Megan was my classmate in chemistry during our freshman semester at university. This was many years ago. I was paired with her as lab partners. When she first sat down next to me in our assigned seats, I swear my heart skipped a pace. Megan was nothing short of breathtaking. She had thin, blond hair that hung like gold from her head. Her small rose-petal lips graced her perfect (and I mean per-fect) complexion. And her starry blue eyes were so bright, they shown like a full moon on a clear evening. I thought I'd won the lottery.

I remembered her first words to me. She blurted cynically, "I love these classes that I'll never use." She pressed her lips together as she stared a book receipt.

I winced at her, and just started the conversation over. "Hi. I'm Michael", I said slowly but steadily.

She paused for a second, looking at me. Then a smirk appeared. She shook her head slightly saying, "Hi. I'm Megan" in a resigned tone.

She reached out her hand to greet me. I steadied myself, retaining some composure as I eagerly took it. "Soft" I remember, as an electric chill ran up my spine.
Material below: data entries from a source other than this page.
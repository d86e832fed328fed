use std::time::Duration;

/// How many times a request is retried, how long each try may take and how
/// long to wait between tries.
///
/// Built once by the caller and shared by every request a fetcher makes.
#[derive(Debug, Clone, PartialEq, Eq)]
pub struct RetryPolicy {
    /// Retries after the first attempt.
    pub retries: u32,
    /// Delay before the first retry; doubles after each one.
    pub backoff: Duration,
    /// Limit on a single attempt, body included. A timed-out attempt is retried.
    pub timeout: Duration,
}

/// Per-attempt limit used when none is configured.
pub const DEFAULT_TIMEOUT: Duration = Duration::from_secs(10);

impl Default for RetryPolicy {
    fn default() -> Self {
        Self {
            retries: 3,
            backoff: Duration::from_millis(300),
            timeout: DEFAULT_TIMEOUT,
        }
    }
}

impl RetryPolicy {
    pub fn new(retries: u32, backoff: Duration) -> Self {
        Self {
            retries,
            backoff,
            timeout: DEFAULT_TIMEOUT,
        }
    }

    pub fn with_timeout(mut self, timeout: Duration) -> Self {
        self.timeout = timeout;
        self
    }

    /// Total attempts including the first.
    pub fn attempts(&self) -> u32 {
        self.retries + 1
    }

    /// Delay before retry number `retry` (1-based).
    pub fn delay_for(&self, retry: u32) -> Duration {
        let factor = 2u32.saturating_pow(retry.saturating_sub(1));
        self.backoff.saturating_mul(factor)
    }

    /// Statuses worth retrying: timeouts, rate limits and gateway errors.
    pub fn is_retryable_status(status: u16) -> bool {
        matches!(status, 408 | 413 | 429 | 500 | 502 | 503 | 504)
    }
}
It turned out that I was a few years older than Megan. I opted to go into the military after high school to earn time against my government sponsored college tuition. Megan was a first theater major. And taking intro chemistry was a requirement. It wasn't ACTUALLY a requirement; she could have taken the intro class in any of the physical sciences. Chemistry happened to be the only class that fit in her schedule. Lucky me.

I, on the other hand, was a bona fide chemistry major. Oddly enough after college, I never did anything with it (opting to open a small chain of music stores). A small irony to Megan's comment that she would take this one class that she'd never use. And I ended up taking four years of classes that I'd never use. But at that moment, I certainly didn't care.

See, soon our roles were evident. Megan had no head for chemistry. Don't get me wrong. She was a bright individual. Chemistry just wasn't her thing. So as she languished in her struggle to pass the class, I would often be her knight in shining armor. It was all so perfect, until the day she mentioned .. her boyfriend.

I remember how I felt that day like it was yesterday. We had been seeing each other after class, went to lunch and dinner, and even shared some of the same friends for three months. Then at dinner one night, at the usual table that we all grew accustom to sitting, Megan says the words "my boyfriend". It hit me like someone tossed a bread roll at my head. It was inane and almost nonsensical that she would mention it now. All the sound in the room seemed to fade as if someone were turning the volume down bit by bit. Her lips were moving, but I couldn't hear a thing. "My boyfriend" was the only words I remembered her saying that night. I never even caught his name.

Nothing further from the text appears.